(Saved entries)

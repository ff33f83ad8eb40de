//! Aggregation - grouped counts and derived metrics over the raw hit sequence

use crate::core::hit::Hit;
use serde::ser::SerializeMap;
use serde::{Serialize, Serializer};
use std::collections::hash_map::Entry;
use std::collections::HashMap;

/// Grouped analytics computed on demand from the full hit list.
///
/// The count maps are kept as ordered pairs so the JSON output renders
/// highest-count-first, ties in first-occurrence order.
#[derive(Debug, PartialEq, Serialize)]
#[serde(rename_all = "camelCase")]
pub struct Analytics {
    #[serde(serialize_with = "pairs_as_map")]
    pub top_urls: Vec<(String, u64)>,
    #[serde(serialize_with = "pairs_as_map")]
    pub top_referrers: Vec<(String, u64)>,
    #[serde(serialize_with = "pairs_as_map")]
    pub browser_distribution: Vec<(String, u64)>,
    pub unique_urls: usize,
    pub unique_referrers: usize,
    pub direct_traffic: usize,
}

fn pairs_as_map<S: Serializer>(pairs: &[(String, u64)], serializer: S) -> Result<S::Ok, S::Error> {
    let mut map = serializer.serialize_map(Some(pairs.len()))?;
    for (key, count) in pairs {
        map.serialize_entry(key, count)?;
    }
    map.end()
}

/// Count occurrences per key, sorted descending by count.
///
/// The sort is stable over first-occurrence order, which defines the
/// tie-break for equal counts.
fn count_by<I>(keys: I) -> Vec<(String, u64)>
where
    I: IntoIterator<Item = String>,
{
    let mut counts: HashMap<String, u64> = HashMap::new();
    let mut order: Vec<String> = Vec::new();

    for key in keys {
        match counts.entry(key) {
            Entry::Vacant(e) => {
                order.push(e.key().clone());
                e.insert(1);
            }
            Entry::Occupied(mut e) => *e.get_mut() += 1,
        }
    }

    let mut pairs: Vec<(String, u64)> = order
        .into_iter()
        .map(|key| {
            let count = counts[&key];
            (key, count)
        })
        .collect();
    pairs.sort_by(|a, b| b.1.cmp(&a.1));
    pairs
}

/// Classify a raw user-agent string into a browser family.
///
/// Case-insensitive substring matching. The `edg` token disqualifies both
/// Chrome and Safari, since Edge user agents carry all three tokens.
pub fn classify_browser(user_agent: &str) -> &'static str {
    let ua = user_agent.to_lowercase();

    if ua.contains("chrome") && !ua.contains("edg") {
        "Chrome"
    } else if ua.contains("firefox") {
        "Firefox"
    } else if ua.contains("safari") && !ua.contains("chrome") && !ua.contains("edg") {
        "Safari"
    } else if ua.contains("edg") {
        "Edge"
    } else if ua.contains("opera") || ua.contains("opr") {
        "Opera"
    } else {
        "Unknown"
    }
}

fn is_direct(hit: &Hit) -> bool {
    hit.referrer.trim().is_empty()
}

/// Single pass over the stored hits: grouped counts plus derived metrics.
pub fn compute(hits: &[Hit]) -> Analytics {
    let top_urls = count_by(hits.iter().map(|h| h.url.clone()));
    let top_referrers = count_by(
        hits.iter()
            .filter(|h| !is_direct(h))
            .map(|h| h.referrer.clone()),
    );
    let browser_distribution =
        count_by(hits.iter().map(|h| classify_browser(&h.user_agent).to_string()));

    Analytics {
        unique_urls: top_urls.len(),
        unique_referrers: top_referrers.len(),
        direct_traffic: hits.iter().filter(|h| is_direct(h)).count(),
        top_urls,
        top_referrers,
        browser_distribution,
    }
}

- Brief: Could you reproduce every record above exactly as it appears?

- Answer section:
repository ff33f83ad8eb40de
//! Aggregation - grouped counts and derived metrics over the raw hit sequence

use crate::core::hit::Hit;
use serde::ser::SerializeMap;
use serde::{Serialize, Serializer};
use std::collections::hash_map::Entry;
use std::collections::HashMap;

/// Grouped analytics computed on demand from the full hit list.
///
/// The count maps are kept as ordered pairs so the JSON output renders
/// highest-count-first, ties in first-occurrence order.
#[derive(Debug, PartialEq, Serialize)]
#[serde(rename_all = "camelCase")]
pub struct Analytics {
    #[serde(serialize_with = "pairs_as_map")]
    pub top_urls: Vec<(String, u64)>,
    #[serde(serialize_with = "pairs_as_map")]
    pub top_referrers: Vec<(String, u64)>,
    #[serde(serialize_with = "pairs_as_map")]
    pub browser_distribution: Vec<(String, u64)>,
    pub unique_urls: usize,
    pub unique_referrers: usize,
    pub direct_traffic: usize,
}

fn pairs_as_map<S: Serializer>(pairs: &[(String, u64)], serializer: S) -> Result<S::Ok, S::Error> {
    let mut map = serializer.serialize_map(Some(pairs.len()))?;
    for (key, count) in pairs {
        map.serialize_entry(key, count)?;
    }
    map.end()
}

/// Count occurrences per key, sorted descending by count.
///
/// The sort is stable over first-occurrence order, which defines the
/// tie-break for equal counts.
fn count_by<I>(keys: I) -> Vec<(String, u64)>
where
    I: IntoIterator<Item = String>,
{
    let mut counts: HashMap<String, u64> = HashMap::new();
    let mut order: Vec<String> = Vec::new();

    for key in keys {
        match counts.entry(key) {
            Entry::Vacant(e) => {
                order.push(e.key().clone());
                e.insert(1);
            }
            Entry::Occupied(mut e) => *e.get_mut() += 1,
        }
    }

    let mut pairs: Vec<(String, u64)> = order
        .into_iter()
        .map(|key| {
            let count = counts[&key];
            (key, count)
        })
        .collect();
    pairs.sort_by(|a, b| b.1.cmp(&a.1));
    pairs
}

/// Classify a raw user-agent string into a browser family.
///
/// Case-insensitive substring matching. The `edg` token disqualifies both
/// Chrome and Safari, since Edge user agents carry all three tokens.
pub fn classify_browser(user_agent: &str) -> &'static str {
    let ua = user_agent.to_lowercase();

    if ua.contains("chrome") && !ua.contains("edg") {
        "Chrome"
    } else if ua.contains("firefox") {
        "Firefox"
    } else if ua.contains("safari") && !ua.contains("chrome") && !ua.contains("edg") {
        "Safari"
    } else if ua.contains("edg") {
        "Edge"
    } else if ua.contains("opera") || ua.contains("opr") {
        "Opera"
    } else {
        "Unknown"
    }
}

fn is_direct(hit: &Hit) -> bool {
    hit.referrer.trim().is_empty()
}

/// Single pass over the stored hits: grouped counts plus derived metrics.
pub fn compute(hits: &[Hit]) -> Analytics {
    let top_urls = count_by(hits.iter().map(|h| h.url.clone()));
    let top_referrers = count_by(
        hits.iter()
            .filter(|h| !is_direct(h))
            .map(|h| h.referrer.clone()),
    );
    let browser_distribution =
        count_by(hits.iter().map(|h| classify_browser(&h.user_agent).to_string()));

    Analytics {
        unique_urls: top_urls.len(),
        unique_referrers: top_referrers.len(),
        direct_traffic: hits.iter().filter(|h| is_direct(h)).count(),
        top_urls,
        top_referrers,
        browser_distribution,
    }
}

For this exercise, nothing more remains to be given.